Saved data entries
--------

//! Ordered, alias-keyed flag collections and argument parsing.
//!
//! A [`FlagRegistry`] owns the flags of one command scope (or of the
//! program root) and implements the single leading-flag parse pass used
//! at every dispatch level: a maximal run of recognized `-name`,
//! `-name=value`, and `-name value` tokens is consumed from the front of
//! the argument vector, and everything after the first unrecognized token
//! (or a literal `--`) is left as positional arguments.
//!
//! Merged registries for nested command scopes are built by adopting
//! flags from the outer scopes inward; adopted flags share the original
//! value cells, so a merged parse writes straight through to the
//! per-scope registries.

use std::collections::{BTreeSet, HashMap};
use std::time::Duration;

use tracing::{debug, warn};

use crate::error::{Error, Result};
use crate::flag::Flag;
use crate::value::FlagValue;

/// An ordered, name-keyed collection of flags for one command scope.
///
/// # Examples
///
/// ```
/// use cmdtree_core::{Flag, FlagRegistry};
///
/// let mut reg = FlagRegistry::new();
/// reg.add(Flag::bool("v, verbose", false).with_usage("enable verbose output"));
/// reg.add(Flag::string("o, output", "-"));
///
/// reg.parse(["-v", "--output=out.txt", "build", "-x"]).unwrap();
/// assert!(reg.get_bool("verbose"));
/// assert_eq!(reg.get_str("o"), "out.txt");
/// assert_eq!(reg.args(), ["build", "-x"]);
/// ```
#[derive(Debug, Default)]
pub struct FlagRegistry {
    list: Vec<Flag>,
    index: HashMap<String, usize>,
    touched: BTreeSet<String>,
    args: Vec<String>,
    parsed: bool,
}

impl FlagRegistry {
    /// Creates an empty registry.
    pub fn new() -> Self {
        Self::default()
    }

    /// Registers a flag.
    ///
    /// If the flag declares an environment variable and that variable is
    /// non-empty, the flag's value is overwritten with the parsed
    /// environment value here, before any argument parsing. An
    /// environment value that fails to parse is ignored with a warning.
    ///
    /// # Panics
    ///
    /// Panics if any alias is already registered; duplicate names within
    /// one scope are a configuration error, not a runtime condition.
    pub fn add(&mut self, flag: Flag) {
        apply_env(&flag);
        self.insert(flag);
    }

    /// Inserts a shared-cell copy of a flag from an outer scope.
    ///
    /// Unlike [`add`](Self::add), the environment is not consulted again:
    /// the original registration already resolved default and environment
    /// precedence.
    pub(crate) fn adopt(&mut self, flag: &Flag) {
        self.insert(flag.clone());
    }

    fn insert(&mut self, flag: Flag) {
        let pos = self.list.len();
        for alias in flag.aliases() {
            if self.index.contains_key(alias) {
                panic!("flag redefined: {alias}");
            }
            self.index.insert(alias.clone(), pos);
        }
        self.list.push(flag);
    }

    /// Looks up a flag by any of its aliases.
    pub fn lookup(&self, name: &str) -> Option<&Flag> {
        self.index.get(name).map(|&pos| &self.list[pos])
    }

    /// A snapshot of a flag's current value, by any alias.
    pub fn value(&self, name: &str) -> Option<FlagValue> {
        self.lookup(name).map(Flag::get)
    }

    /// Sets a flag programmatically, bypassing argument parsing.
    ///
    /// The flag counts as touched for [`visit`](Self::visit).
    pub fn set(&mut self, name: &str, value: &str) -> Result<()> {
        let Some(&pos) = self.index.get(name) else {
            return Err(Error::Flag(format!("no such flag -{name}")));
        };
        self.list[pos]
            .set_value(value)
            .map_err(|err| Error::Flag(format!("invalid value \"{value}\" for flag -{name}: {err}")))?;
        self.touched.insert(self.list[pos].name().to_string());
        Ok(())
    }

    /// Consumes a maximal run of recognized flag tokens from the front of
    /// `args`.
    ///
    /// Scanning stops at the first token that is not a recognized flag,
    /// at a bare `-`, or at a literal `--` (which is consumed; everything
    /// after it is positional). Boolean flags only take a value in the
    /// `-name=value` form. Flags set before a failing token keep their
    /// values.
    ///
    /// Leftover positional arguments are available from
    /// [`args`](Self::args) afterwards.
    pub fn parse<I, S>(&mut self, args: I) -> Result<()>
    where
        I: IntoIterator<Item = S>,
        S: Into<String>,
    {
        self.parsed = true;
        self.touched.clear();
        self.args = args.into_iter().map(Into::into).collect();
        while self.parse_one()? {}
        debug!(flags = self.touched.len(), rest = self.args.len(), "parsed flag run");
        Ok(())
    }

    fn parse_one(&mut self) -> Result<bool> {
        let Some(first) = self.args.first() else {
            return Ok(false);
        };
        if !first.starts_with('-') || first.len() < 2 {
            return Ok(false);
        }
        let token = first.clone();
        let mut name = &token[1..];
        if let Some(stripped) = name.strip_prefix('-') {
            if stripped.is_empty() {
                // "--" terminates flag scanning and is itself consumed.
                self.args.remove(0);
                return Ok(false);
            }
            name = stripped;
        }
        if name.starts_with('-') || name.starts_with('=') {
            return Err(Error::Flag(format!("bad flag syntax: {token}")));
        }
        let (name, inline) = match name.find('=') {
            Some(i) => (&name[..i], Some(name[i + 1..].to_string())),
            None => (name, None),
        };
        let Some(&pos) = self.index.get(name) else {
            return Err(Error::Flag(format!("flag provided but not defined: -{name}")));
        };
        self.args.remove(0);
        let value = if self.list[pos].is_bool() {
            inline.unwrap_or_else(|| "true".to_string())
        } else if let Some(value) = inline {
            value
        } else if self.args.is_empty() {
            return Err(Error::Flag(format!("flag needs an argument: -{name}")));
        } else {
            self.args.remove(0)
        };
        self.list[pos]
            .set_value(&value)
            .map_err(|err| Error::Flag(format!("invalid value \"{value}\" for flag -{name}: {err}")))?;
        let canonical = self.list[pos].name().to_string();
        self.touched.insert(canonical);
        Ok(true)
    }

    /// Visits the flags touched by the most recent parse (or programmatic
    /// set), sorted by canonical name.
    pub fn visit(&self, mut f: impl FnMut(&Flag)) {
        for name in &self.touched {
            if let Some(flag) = self.lookup(name) {
                f(flag);
            }
        }
    }

    /// Visits every registered flag, sorted by canonical name.
    pub fn visit_all(&self, mut f: impl FnMut(&Flag)) {
        let mut list: Vec<&Flag> = self.list.iter().collect();
        list.sort_by(|a, b| a.name().cmp(b.name()));
        for flag in list {
            f(flag);
        }
    }

    /// The number of flags touched by the most recent parse.
    pub fn nflag(&self) -> usize {
        self.touched.len()
    }

    /// Positional arguments left over by the most recent parse.
    pub fn args(&self) -> &[String] {
        &self.args
    }

    /// The i-th leftover positional argument.
    pub fn arg(&self, i: usize) -> Option<&str> {
        self.args.get(i).map(String::as_str)
    }

    /// The number of leftover positional arguments.
    pub fn narg(&self) -> usize {
        self.args.len()
    }

    /// Whether [`parse`](Self::parse) has been called since construction
    /// or the last [`reset`](Self::reset).
    pub fn parsed(&self) -> bool {
        self.parsed
    }

    /// Restores every flag to its default, reapplies environment
    /// overrides, and clears all parse bookkeeping.
    ///
    /// Call this between independent parses of one registry; there is no
    /// automatic isolation between runs.
    pub fn reset(&mut self) {
        for flag in &self.list {
            flag.reset_value();
            apply_env(flag);
        }
        self.touched.clear();
        self.args.clear();
        self.parsed = false;
    }

    /// The current boolean value of a flag.
    ///
    /// # Panics
    ///
    /// Panics if no flag has this alias or the flag is not a boolean.
    pub fn get_bool(&self, name: &str) -> bool {
        match self.must(name) {
            FlagValue::Bool(v) => v,
            other => panic!("flag -{name} is not a bool: {other:?}"),
        }
    }

    /// The current signed integer value of a flag.
    ///
    /// # Panics
    ///
    /// Panics if no flag has this alias or the flag is not an integer.
    pub fn get_int(&self, name: &str) -> i64 {
        match self.must(name) {
            FlagValue::Int(v) => v,
            other => panic!("flag -{name} is not an integer: {other:?}"),
        }
    }

    /// The current unsigned integer value of a flag.
    ///
    /// # Panics
    ///
    /// Panics if no flag has this alias or the flag is not an unsigned
    /// integer.
    pub fn get_uint(&self, name: &str) -> u64 {
        match self.must(name) {
            FlagValue::Uint(v) => v,
            other => panic!("flag -{name} is not an unsigned integer: {other:?}"),
        }
    }

    /// The current floating point value of a flag.
    ///
    /// # Panics
    ///
    /// Panics if no flag has this alias or the flag is not a float.
    pub fn get_float(&self, name: &str) -> f64 {
        match self.must(name) {
            FlagValue::Float(v) => v,
            other => panic!("flag -{name} is not a float: {other:?}"),
        }
    }

    /// The current duration value of a flag.
    ///
    /// # Panics
    ///
    /// Panics if no flag has this alias or the flag is not a duration.
    pub fn get_duration(&self, name: &str) -> Duration {
        match self.must(name) {
            FlagValue::Duration(v) => v,
            other => panic!("flag -{name} is not a duration: {other:?}"),
        }
    }

    /// The current string value of a flag.
    ///
    /// # Panics
    ///
    /// Panics if no flag has this alias or the flag is not a string.
    pub fn get_str(&self, name: &str) -> String {
        match self.must(name) {
            FlagValue::Str(v) => v,
            other => panic!("flag -{name} is not a string: {other:?}"),
        }
    }

    fn must(&self, name: &str) -> FlagValue {
        self.value(name)
            .unwrap_or_else(|| panic!("no such flag -{name}"))
    }
}

fn apply_env(flag: &Flag) {
    let Some(key) = flag.env_var() else {
        return;
    };
    match std::env::var(key) {
        Ok(value) if !value.is_empty() => {
            if let Err(err) = flag.set_value(&value) {
                warn!(flag = %flag.name(), env = key, error = %err, "ignoring invalid environment value");
            }
        }
        _ => {}
    }
}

--------

PROBLEM TO WORK ON :: Look above for the line containing "fn apply_env(flag: &Flag)", then transcribe it and all lines after it through the last, exactly and with nothing else.

WRITTEN RESPONSE ::
fn apply_env(flag: &Flag) {
    let Some(key) = flag.env_var() else {
        return;
    };
    match std::env::var(key) {
        Ok(value) if !value.is_empty() => {
            if let Err(err) = flag.set_value(&value) {
                warn!(flag = %flag.name(), env = key, error = %err, "ignoring invalid environment value");
            }
        }
        _ => {}
    }
}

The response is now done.